L’emplacement temporaire avant la pleine terre
Installez le pot dans un espace très lumineux, chaud et protégé du gel, en visant une température supérieure à 20°C pour la croissance, en dessous de 10°C, elle s’arrête net. Sous serre ou cloche, ne dépassez pas 22°C la nuit, sous peine d’épuiser le plant avant même la sortie au jardin. Arrosez modérément : humidifiez le terreau sans jamais le détremper, la christophine déteste avoir les pieds mouillés en permanence.
Plantation en pleine terre : espacement et support
Une fois les gelées écartées, direction le jardin. Choisissez un emplacement ensoleillé, abrité du vent, adossé si possible à un mur ou une clôture qui servira de départ au tuteurage. Quelques repères à respecter :
- Distance entre pieds : de 1 m à 2-3 m selon l’espace disponible et la vigueur attendue
- Densité de culture : 1 à 2 pieds suffisent pour 10 m²
- Surface de support : compter 3 à 5 m² de treille par pied
- Sans support : réserver au moins 10 m au sol pour laisser courir la plante
- Développement : la liane peut atteindre 2 à 5 m, parfois 6 m ou plus en bonne saison
- Rotation des cultures : attendre 3 à 4 ans avant de replanter au même endroit
Le support n’est pas un détail esthétique : sans lui, la christophine rampe, s’entasse, pourrit au contact du sol humide et produit moins. Un treillis, une pergola ou un grillage solide bien ancré fait toute la différence sur la récolte finale.
Récolte et rendement
La récolte s’étale de septembre à octobre, avant les premières gelées qui détruisent la plante en une nuit. Un pied bien installé et correctement palissé peut produire 20 à 100 fruits selon les conditions et les sources consultées, pour plusieurs dizaines de kilogrammes par pied, pouvant atteindre 30 à 100 kg selon les sources dans les situations les plus favorables. Côté cuisine, la christophine reste un légume léger, autour de 20 kcal pour 100 g, ce qui explique sa popularité dans les régimes équilibrés. Une fois récoltés, les fruits se conservent jusqu’à 4 mois en cave, à condition de les stocker au frais et au sec, sans contact direct entre eux.

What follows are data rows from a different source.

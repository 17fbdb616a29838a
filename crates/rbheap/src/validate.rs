//! Read-only consistency checks over the whole heap.
//!
//! [`Heap::check_heap`] first walks the client range block by block, then
//! walks the free index from its root. Either walk stops at the first
//! violation it finds. Every link is bounds-checked before it is followed, so
//! a corrupted heap is reported instead of panicking.

use arrayvec::ArrayVec;
use snafu::{Snafu, ensure};

use crate::{
    Heap,
    arena::Dir,
    block::{ALIGNMENT, Color, MIN_BLOCK_SIZE, SENTINEL_WIDTH},
    coalesce::CLIENT_START,
    trace::warn_log,
    tree::MAX_DEPTH,
};

/// The first broken heap invariant found by [`Heap::check_heap`].
///
/// Offsets are block offsets from the start of the arena.
#[derive(Debug, Snafu)]
pub enum Violation {
    #[snafu(display("sentinel at {offset:#x} is not an allocated, empty, black block"))]
    BadSentinel {
        offset: usize,
        #[snafu(implicit)]
        location: snafu::Location,
    },
    #[snafu(display("first block does not mark its left neighbor as allocated"))]
    FirstBlockLeftFree {
        #[snafu(implicit)]
        location: snafu::Location,
    },
    #[snafu(display("block at {offset:#x} has size {size}, below the minimum"))]
    Undersized {
        offset: usize,
        size: usize,
        #[snafu(implicit)]
        location: snafu::Location,
    },
    #[snafu(display("block at {offset:#x} of size {size} runs past {end:#x}"))]
    Overrun {
        offset: usize,
        size: usize,
        end: usize,
        #[snafu(implicit)]
        location: snafu::Location,
    },
    #[snafu(display("free block at {offset:#x} has a footer that differs from its header"))]
    FooterMismatch {
        offset: usize,
        #[snafu(implicit)]
        location: snafu::Location,
    },
    #[snafu(display("block at {offset:#x} has a stale left-neighbor bit"))]
    StaleLeftBit {
        offset: usize,
        #[snafu(implicit)]
        location: snafu::Location,
    },
    #[snafu(display("free block at {offset:#x} follows another free block"))]
    AdjacentFree {
        offset: usize,
        #[snafu(implicit)]
        location: snafu::Location,
    },
    #[snafu(display("{used} used and {free} free bytes do not cover the {client} client bytes"))]
    Unaccounted {
        used: usize,
        free: usize,
        client: usize,
        #[snafu(implicit)]
        location: snafu::Location,
    },
    #[snafu(display("arena walk found {walked} free blocks, the index counts {total}"))]
    FreeCountMismatch {
        walked: usize,
        total: usize,
        #[snafu(implicit)]
        location: snafu::Location,
    },
    #[snafu(display(
        "arena walk found {walked_bytes} free bytes, the index reaches {indexed_bytes} in \
         {indexed_blocks} blocks"
    ))]
    IndexMismatch {
        walked_bytes: usize,
        indexed_bytes: usize,
        indexed_blocks: usize,
        #[snafu(implicit)]
        location: snafu::Location,
    },
    #[snafu(display("index links to {offset:#x}, which is not a block of the client range"))]
    StrayLink {
        offset: usize,
        #[snafu(implicit)]
        location: snafu::Location,
    },
    #[snafu(display("tree root at {offset:#x} is red"))]
    RedRoot {
        offset: usize,
        #[snafu(implicit)]
        location: snafu::Location,
    },
    #[snafu(display("red node at {offset:#x} has a red parent"))]
    RedRed {
        offset: usize,
        #[snafu(implicit)]
        location: snafu::Location,
    },
    #[snafu(display("subtrees of {offset:#x} have black heights {left} and {right}"))]
    BlackHeight {
        offset: usize,
        left: usize,
        right: usize,
        #[snafu(implicit)]
        location: snafu::Location,
    },
    #[snafu(display("path ending below {offset:#x} has {found} black nodes, expected {expected}"))]
    BlackPath {
        offset: usize,
        found: usize,
        expected: usize,
        #[snafu(implicit)]
        location: snafu::Location,
    },
    #[snafu(display("tree node at {offset:#x} of size {size} is out of order"))]
    TreeOrder {
        offset: usize,
        size: usize,
        #[snafu(implicit)]
        location: snafu::Location,
    },
    #[snafu(display("node at {offset:#x} names {found:#x} as parent instead of {expected:#x}"))]
    ParentLink {
        offset: usize,
        found: usize,
        expected: usize,
        #[snafu(implicit)]
        location: snafu::Location,
    },
    #[snafu(display("chain entry at {offset:#x} has size {size}, its tree node has {expected}"))]
    ChainSize {
        offset: usize,
        size: usize,
        expected: usize,
        #[snafu(implicit)]
        location: snafu::Location,
    },
    #[snafu(display("chain entry at {offset:#x} is not linked back to {expected:#x}"))]
    ChainLink {
        offset: usize,
        expected: usize,
        #[snafu(implicit)]
        location: snafu::Location,
    },
    #[snafu(display("allocated block at {offset:#x} is indexed as free"))]
    IndexedAllocated {
        offset: usize,
        #[snafu(implicit)]
        location: snafu::Location,
    },
    #[snafu(display("tree is deeper than {} levels", MAX_DEPTH))]
    TooDeep {
        #[snafu(implicit)]
        location: snafu::Location,
    },
}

FAQ : chayotte, danger, durée de vie et questions fréquentes
La christophine est-elle dangereuse ?
Non, la christophine ne présente aucune toxicité en usage normal. Le fruit se consomme aussi bien cru, en salade finement tranché, que cuit, à la vapeur, gratiné ou sauté. La seule précaution à connaître concerne le suc que libère la peau lors de l’épluchage : chez certaines personnes, il peut irriter légèrement la peau des mains. Il suffit de peler le fruit sous l’eau courante ou de porter des gants fins pour éviter tout désagrément, sans que cela remette en cause la comestibilité du légume.